Expression of different Opa proteins differentially affects binding and phagocytosis of N. gonorrhoeae by primary human neutrophils. The indicated strains of N. gonorrhoeae (A and C, constitutively expressed, nonvariable; B and D, phase variable) were labeled with Tag-IT Violet (TIV) and incubated with adherent, IL-8-treated primary human neutrophils. At the indicated times, cells were fixed and stained with DyLight 650 (DL650)-labeled anti-N. gonorrhoeae antibody without permeabilization to recognize extracellular bacteria. Neutrophils were analyzed via imaging flow cytometry. Panels A and B report the percentage of single, intact neutrophils with ≥1 cell-associated bacterium (TIV⁺). Panels C and D indicate the percentage of neutrophils with ≥1 phagocytosed bacterium (TIV⁺ DL650⁻). Results are the average of n ≥ 3 biological replicates.
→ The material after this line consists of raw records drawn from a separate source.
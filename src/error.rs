//! Error taxonomy for invoice-flow.
//!
//! Every error here is recovered at the action handler that produced it and
//! shown as a popup notice; nothing propagates past the interactive loop.

use thiserror::Error;

/// Rejections of the add-item form. Validation runs before any mutation, so
/// a failed add leaves the line-item collection untouched.
#[derive(Error, Debug, Clone, PartialEq, Eq)]
pub enum ValidationError {
    #[error("{0} is required")]
    MissingField(&'static str),

    #[error("{0} must be a number")]
    NotANumber(&'static str),
}

/// Failures of PDF document generation.
#[derive(Error, Debug)]
pub enum GenerationError {
    #[error("add at least one item to the invoice first")]
    NoItems,

    #[error("could not write the invoice file: {0}")]
    Io(#[from] std::io::Error),
}

/// Failures of the tabular export.
#[derive(Error, Debug)]
pub enum ExportError {
    #[error("no invoice items to export")]
    NoItems,

    #[error("could not write the export file: {0}")]
    Io(#[from] std::io::Error),
}

impl From<csv::Error> for ExportError {
    fn from(err: csv::Error) -> Self {
        ExportError::Io(std::io::Error::other(err))
    }
}

/// Outcomes of an email send, kept coarse on purpose: the wizard only needs
/// to tell a bad credential apart from everything else.
#[derive(Error, Debug)]
pub enum EmailError {
    #[error("authentication failed; check the sender address and app password")]
    Auth,

    #[error("failed to send email: {0}")]
    Transport(String),

    #[error("email send cancelled")]
    Cancelled,
}

#[cfg(test)]
mod tests {
    use super::*;

    #[test]
    fn validation_messages_name_the_field() {
        assert_eq!(
            ValidationError::MissingField("Item").to_string(),
            "Item is required"
        );
        assert_eq!(
            ValidationError::NotANumber("Quantity").to_string(),
            "Quantity must be a number"
        );
    }

    #[test]
    fn csv_errors_fold_into_io() {
        let err = csv::Writer::from_path("/nonexistent/dir/out.csv").unwrap_err();
        let export: ExportError = err.into();
        assert!(matches!(export, ExportError::Io(_)));
    }
}
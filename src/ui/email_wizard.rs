use std::fs;
use std::path::PathBuf;

use anyhow::Result;
use crossterm::event::{self, Event, KeyCode};
use tracing::{info, warn};
use tui::{
    backend::Backend,
    layout::{Constraint, Direction, Layout},
    style::{Color, Modifier, Style},
    widgets::{Block, Borders, Paragraph},
    Frame,
};

use crate::email::EmailRequest;
use crate::ui::{render_notice, Notice};

#[derive(Clone, Copy, PartialEq)]
pub enum EmailField {
    Recipient,
    Sender,
    Password,
    Subject,
    Message,
    None,
}

pub enum EmailWizardAction {
    Cancel,
    Send,
}

/// The email form. The attachment is a freshly generated PDF in the temp
/// directory; the wizard owns that file and removes it when it goes away.
pub struct EmailWizardState {
    pub invoice_number: String,
    pub recipient: String,
    pub sender: String,
    pub password: String,
    pub subject: String,
    pub message: String,
    pub current_field: EmailField,
    pub show_error: Option<String>,
    pub show_success: Option<String>,
    attachment_path: PathBuf,
}

impl EmailWizardState {
    pub fn new(invoice_number: String, attachment_path: PathBuf) -> Self {
        Self {
            invoice_number,
            recipient: String::new(),
            sender: String::new(),
            password: String::new(),
            subject: String::new(),
            message: String::new(),
            current_field: EmailField::Recipient,
            show_error: None,
            show_success: None,
            attachment_path,
        }
    }

    pub fn attachment_path(&self) -> &PathBuf {
        &self.attachment_path
    }

    pub fn next_field(&mut self) {
        self.current_field = match self.current_field {
            EmailField::Recipient => EmailField::Sender,
            EmailField::Sender => EmailField::Password,
            EmailField::Password => EmailField::Subject,
            EmailField::Subject => EmailField::Message,
            EmailField::Message => EmailField::None,
            EmailField::None => EmailField::None,
        };
    }

    pub fn previous_field(&mut self) {
        self.current_field = match self.current_field {
            EmailField::Recipient => EmailField::Recipient,
            EmailField::Sender => EmailField::Recipient,
            EmailField::Password => EmailField::Sender,
            EmailField::Subject => EmailField::Password,
            EmailField::Message => EmailField::Subject,
            EmailField::None => EmailField::Message,
        };
    }

    pub fn handle_char(&mut self, input: char) {
        let field_value = match self.current_field {
            EmailField::Recipient => &mut self.recipient,
            EmailField::Sender => &mut self.sender,
            EmailField::Password => &mut self.password,
            EmailField::Subject => &mut self.subject,
            EmailField::Message => &mut self.message,
            EmailField::None => return,
        };
        if input == '\u{7f}' {
            field_value.pop();
        } else {
            field_value.push(input);
        }
    }

    pub fn validate(&self) -> Result<(), String> {
        if self.recipient.is_empty() || !self.recipient.contains('@') {
            return Err("Recipient must be a valid email address".into());
        }
        if self.sender.is_empty() || !self.sender.contains('@') {
            return Err("Sender must be a valid email address".into());
        }
        if self.password.is_empty() {
            return Err("Password cannot be empty".into());
        }
        if self.subject.is_empty() {
            return Err("Subject cannot be empty".into());
        }
        Ok(())
    }

    pub fn to_request(&self) -> EmailRequest {
        EmailRequest {
            recipient: self.recipient.clone(),
            sender: self.sender.clone(),
            password: self.password.clone(),
            subject: self.subject.clone(),
            body: self.message.clone(),
            attachment: self.attachment_path.clone(),
        }
    }

    pub fn has_success_message(&self) -> bool {
        self.show_success.is_some()
    }

    fn cleanup_files(&self) {
        if self.attachment_path.exists() {
            match fs::remove_file(&self.attachment_path) {
                Ok(()) => info!(path = %self.attachment_path.display(), "removed temporary attachment"),
                Err(err) => warn!(%err, "could not remove temporary attachment"),
            }
        }
    }
}

// The temp attachment must not outlive the wizard, whatever path closes it.
impl Drop for EmailWizardState {
    fn drop(&mut self) {
        self.cleanup_files();
    }
}

pub fn handle_input(state: &mut EmailWizardState) -> Result<Option<EmailWizardAction>> {
    if let Event::Key(key) = event::read()? {
        if state.show_success.is_some() {
            // Acknowledged; the send is done and the wizard closes.
            return Ok(Some(EmailWizardAction::Cancel));
        }
        if state.show_error.is_some() {
            state.show_error = None;
            return Ok(None);
        }

        match key.code {
            KeyCode::Esc => {
                return Ok(Some(EmailWizardAction::Cancel));
            }
            KeyCode::Backspace => {
                state.handle_char('\u{7f}');
            }
            KeyCode::Char(c) => {
                state.handle_char(c);
            }
            KeyCode::Enter => {
                if state.current_field == EmailField::None {
                    match state.validate() {
                        Ok(()) => return Ok(Some(EmailWizardAction::Send)),
                        Err(e) => state.show_error = Some(e),
                    }
                } else if state.current_field == EmailField::Message {
                    state.handle_char('\n');
                } else {
                    state.next_field();
                }
            }
            KeyCode::Tab => {
                if key.modifiers.contains(crossterm::event::KeyModifiers::SHIFT) {
                    state.previous_field();
                } else {
                    state.next_field();
                }
            }
            _ => {}
        }
    }

    Ok(None)
}

pub fn render_email_wizard<B: Backend>(frame: &mut Frame<B>, state: &mut EmailWizardState) {
    let size = frame.size();

    let chunks = Layout::default()
        .direction(Direction::Vertical)
        .constraints(
            [
                Constraint::Length(3),
                Constraint::Length(3),
                Constraint::Length(3),
                Constraint::Length(3),
                Constraint::Length(3),
                Constraint::Min(6),
                Constraint::Length(3),
            ]
            .as_ref(),
        )
        .split(size);

    let title = Paragraph::new(format!("Email Invoice {}", state.invoice_number))
        .style(Style::default().fg(Color::White).add_modifier(Modifier::BOLD))
        .block(Block::default().borders(Borders::ALL));
    frame.render_widget(title, chunks[0]);

    let field_style = |field: EmailField| {
        if state.current_field == field {
            Style::default().fg(Color::Yellow).add_modifier(Modifier::BOLD)
        } else {
            Style::default()
        }
    };

    let recipient = Paragraph::new(state.recipient.clone())
        .style(field_style(EmailField::Recipient))
        .block(Block::default().borders(Borders::ALL).title("Recipient"));
    frame.render_widget(recipient, chunks[1]);

    let sender = Paragraph::new(state.sender.clone())
        .style(field_style(EmailField::Sender))
        .block(Block::default().borders(Borders::ALL).title("Sender (SMTP login)"));
    frame.render_widget(sender, chunks[2]);

    let masked = "*".repeat(state.password.chars().count());
    let password = Paragraph::new(masked)
        .style(field_style(EmailField::Password))
        .block(Block::default().borders(Borders::ALL).title("App Password"));
    frame.render_widget(password, chunks[3]);

    let subject = Paragraph::new(state.subject.clone())
        .style(field_style(EmailField::Subject))
        .block(Block::default().borders(Borders::ALL).title("Subject"));
    frame.render_widget(subject, chunks[4]);

    let message = Paragraph::new(state.message.clone())
        .style(field_style(EmailField::Message))
        .block(Block::default().borders(Borders::ALL).title("Message"));
    frame.render_widget(message, chunks[5]);

    let buttons_text = match state.current_field {
        EmailField::None => "<Enter> Send | <Tab> Back to Fields | <Esc> Cancel",
        _ => "<Tab> Next Field | <Shift+Tab> Previous Field | <Esc> Cancel",
    };
    let buttons = Paragraph::new(buttons_text)
        .block(Block::default().borders(Borders::TOP))
        .style(Style::default().fg(Color::White));
    frame.render_widget(buttons, chunks[6]);

    if let Some(error) = &state.show_error {
        render_notice(frame, &Notice::error(error.clone()));
    }
    if let Some(success) = &state.show_success {
        render_notice(frame, &Notice::info(success.clone()));
    }
}
mod config;
mod document;
mod email;
mod error;
mod export;
mod invoice;
mod models;
mod pdf;
mod ui;

use std::fs::File;
use std::io;
use std::path::{Path, PathBuf};
use std::sync::Mutex;

use anyhow::{Context, Result};
use clap::Parser;
use crossterm::{
    event::{DisableMouseCapture, EnableMouseCapture},
    execute,
    terminal::{self, EnterAlternateScreen, LeaveAlternateScreen},
};
use tracing::{error, info};
use tracing_subscriber::EnvFilter;
use tui::{
    backend::{Backend, CrosstermBackend},
    Terminal,
};

use crate::config::{SettingsStore, SmtpConfig};
use crate::error::EmailError;
use crate::invoice::InvoiceState;
use crate::models::CompanyProfile;
use crate::ui::email_wizard::{
    handle_input as handle_email_input, render_email_wizard, EmailWizardAction, EmailWizardState,
};
use crate::ui::invoice_screen::{
    handle_input as handle_invoice_input, render_invoice_screen, suggested_filename,
    InvoiceScreenAction, InvoiceScreenState,
};
use crate::ui::settings_screen::{
    handle_input as handle_settings_input, render_settings_screen, SettingsAction,
    SettingsScreenState,
};
use crate::ui::Notice;

#[derive(Parser)]
#[command(name = "invoice-flow", version, about = "Invoice entry, PDF and export tool")]
struct Args {
    /// Path to the settings file
    #[arg(long, default_value = "config.json")]
    config: PathBuf,

    /// Where to write the log file
    #[arg(long, default_value = "invoice-flow.log")]
    log_file: PathBuf,
}

// Represents the current screen in the app
enum AppScreen {
    Invoice,
    Settings,
    Email,
}

// Main application state
struct AppState {
    store: SettingsStore,
    smtp: SmtpConfig,
    profile: CompanyProfile,
    invoice: InvoiceState,
    screen: AppScreen,
    invoice_screen: InvoiceScreenState,
    settings_screen: Option<SettingsScreenState>,
    email_wizard: Option<EmailWizardState>,
}

impl AppState {
    fn new(store: SettingsStore, smtp: SmtpConfig) -> Self {
        let profile = store.load();
        let invoice = InvoiceState::new(profile.currency);
        let invoice_screen = InvoiceScreenState::new(&invoice);
        Self {
            store,
            smtp,
            profile,
            invoice,
            screen: AppScreen::Invoice,
            invoice_screen,
            settings_screen: None,
            email_wizard: None,
        }
    }
}

/// The terminal owns stdout while the UI runs, so logs go to a file.
fn init_tracing(path: &Path) -> Result<()> {
    let file = File::create(path)
        .with_context(|| format!("creating log file {}", path.display()))?;
    tracing_subscriber::fmt()
        .with_env_filter(
            EnvFilter::try_from_default_env().unwrap_or_else(|_| EnvFilter::new("info")),
        )
        .with_writer(Mutex::new(file))
        .with_ansi(false)
        .init();
    Ok(())
}

fn main() -> Result<()> {
    let args = Args::parse();
    init_tracing(&args.log_file)?;

    let smtp = SmtpConfig::load()?;
    let store = SettingsStore::new(&args.config);
    info!(config = %store.path().display(), "starting invoice-flow");

    // Setup terminal
    terminal::enable_raw_mode()?;
    let mut stdout = io::stdout();
    execute!(stdout, EnterAlternateScreen, EnableMouseCapture)?;
    let backend = CrosstermBackend::new(stdout);
    let mut terminal = Terminal::new(backend)?;

    let mut app_state = AppState::new(store, smtp);

    let result = run_app(&mut terminal, &mut app_state);

    // Restore terminal
    terminal::disable_raw_mode()?;
    execute!(
        terminal.backend_mut(),
        LeaveAlternateScreen,
        DisableMouseCapture
    )?;
    terminal.show_cursor()?;

    if let Err(err) = &result {
        error!(%err, "exited with error");
        println!("Error: {}", err);
    }

    result
}

fn run_app<B: Backend>(terminal: &mut Terminal<B>, app_state: &mut AppState) -> Result<()> {
    loop {
        terminal.draw(|f| match app_state.screen {
            AppScreen::Invoice => {
                render_invoice_screen(f, &mut app_state.invoice_screen, &app_state.invoice);
            }
            AppScreen::Settings => {
                if let Some(state) = &mut app_state.settings_screen {
                    render_settings_screen(f, state);
                }
            }
            AppScreen::Email => {
                if let Some(state) = &mut app_state.email_wizard {
                    render_email_wizard(f, state);
                }
            }
        })?;

        let should_quit = match app_state.screen {
            AppScreen::Invoice => handle_invoice_screen(app_state)?,
            AppScreen::Settings => handle_settings_screen(app_state)?,
            AppScreen::Email => handle_email_screen(app_state)?,
        };

        if should_quit {
            break;
        }
    }

    Ok(())
}

fn handle_invoice_screen(app_state: &mut AppState) -> Result<bool> {
    match handle_invoice_input(&mut app_state.invoice_screen, &mut app_state.invoice)? {
        Some(InvoiceScreenAction::Quit) => {
            return Ok(true);
        }
        Some(InvoiceScreenAction::OpenSettings) => {
            app_state.settings_screen =
                Some(SettingsScreenState::new(app_state.profile.clone()));
            app_state.screen = AppScreen::Settings;
        }
        Some(InvoiceScreenAction::OpenEmailWizard) => {
            open_email_wizard(app_state);
        }
        Some(InvoiceScreenAction::GeneratePdf(path)) => {
            app_state.invoice_screen.notice = Some(generate_pdf(app_state, &path));
        }
        Some(InvoiceScreenAction::Export(path)) => {
            app_state.invoice_screen.notice = Some(export_invoice(app_state, &path));
        }
        None => {}
    }

    Ok(false)
}

fn generate_pdf(app_state: &AppState, path: &Path) -> Notice {
    let result = document::build_document(&app_state.invoice, &app_state.profile)
        .and_then(|doc| pdf::render_to_file(&doc, path));
    match result {
        Ok(()) => {
            info!(path = %path.display(), "invoice PDF written");
            Notice::info(format!("Saved PDF to {}", path.display()))
        }
        Err(err) => {
            error!(%err, "PDF generation failed");
            Notice::error(err.to_string())
        }
    }
}

fn export_invoice(app_state: &AppState, path: &Path) -> Notice {
    let result = export::build_export_rows(&app_state.invoice)
        .and_then(|table| export::write_export(&table, path));
    match result {
        Ok(written) => {
            info!(path = %written.display(), "invoice exported");
            Notice::info(format!("Exported to {}", written.display()))
        }
        Err(err) => {
            error!(%err, "export failed");
            Notice::error(err.to_string())
        }
    }
}

/// Generate the attachment into the temp directory and seed the wizard with
/// default subject and body. The wizard owns the file from here on.
fn open_email_wizard(app_state: &mut AppState) {
    let invoice_number = app_state.invoice.invoice_number.clone();
    let attachment =
        std::env::temp_dir().join(suggested_filename(&invoice_number, "pdf"));

    let generated = document::build_document(&app_state.invoice, &app_state.profile)
        .and_then(|doc| pdf::render_to_file(&doc, &attachment));
    if let Err(err) = generated {
        error!(%err, "could not prepare email attachment");
        app_state.invoice_screen.notice = Some(Notice::error(err.to_string()));
        return;
    }

    let mut wizard = EmailWizardState::new(invoice_number.clone(), attachment);
    wizard.subject = email::default_subject(&invoice_number);
    wizard.message = email::default_body(
        &invoice_number,
        &app_state.invoice.customer_name,
        app_state.profile.display_name(),
    );
    wizard.sender = app_state.profile.email.clone();

    app_state.email_wizard = Some(wizard);
    app_state.screen = AppScreen::Email;
}

fn handle_settings_screen(app_state: &mut AppState) -> Result<bool> {
    if let Some(state) = &mut app_state.settings_screen {
        match handle_settings_input(state)? {
            Some(SettingsAction::Back) => {
                app_state.settings_screen = None;
                app_state.screen = AppScreen::Invoice;
            }
            Some(SettingsAction::Save(profile)) => match app_state.store.save(&profile) {
                Ok(()) => {
                    info!(path = %app_state.store.path().display(), "settings saved");
                    // The active invoice picks up the currency right away.
                    app_state.invoice.currency = profile.currency;
                    app_state.profile = profile;
                    state.notice = Some(Notice::info(format!(
                        "Settings saved to {}",
                        app_state.store.path().display()
                    )));
                }
                Err(err) => {
                    error!(%err, "saving settings failed");
                    state.notice = Some(Notice::error(err.to_string()));
                }
            },
            None => {}
        }
    }

    Ok(false)
}

fn handle_email_screen(app_state: &mut AppState) -> Result<bool> {
    if let Some(state) = &mut app_state.email_wizard {
        match handle_email_input(state)? {
            Some(EmailWizardAction::Cancel) => {
                if !state.has_success_message() {
                    info!("{}", EmailError::Cancelled);
                }
                // Dropping the wizard removes the temp attachment.
                app_state.email_wizard = None;
                app_state.screen = AppScreen::Invoice;
            }
            Some(EmailWizardAction::Send) => {
                let request = state.to_request();
                match email::send_invoice(&app_state.smtp, &request) {
                    Ok(()) => {
                        state.show_success = Some(format!(
                            "Invoice {} sent to {}",
                            state.invoice_number, request.recipient
                        ));
                    }
                    Err(err) => {
                        error!(%err, "sending invoice email failed");
                        state.show_error = Some(err.to_string());
                    }
                }
            }
            None => {}
        }
    }

    Ok(false)
}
Data were analyzed by two-way ANOVA with Tukey’s multiple comparisons, with the following indications of significance: *, P < 0.05; **, P < 0.01; ***, P < 0.005; ****, P < 0.001. Only statistical comparisons within a time point were made. (E) The indicated strains of N. gonorrhoeae were labeled with CFSE and then incubated with adherent, IL-8-treated neutrophils. After 60 min, cells were fixed and stained with AlexaFluor 647 (AF647)-labeled anti-bacteria antibody without permeabilization. Images were captured by fluorescence microscopy. The percentage of intracellular N. gonorrhoeae was determined by dividing the number of CFSE⁺ AF647⁻ (intracellular) N. gonorrhoeae by the number of CFSE⁺ AF647⁺ (total) N. gonorrhoeae. Statistical comparisons were made for n ≥ 4 biological replicates using one-way ANOVA with Tukey’s multiple comparisons, with P < 0.05 (*) considered significant.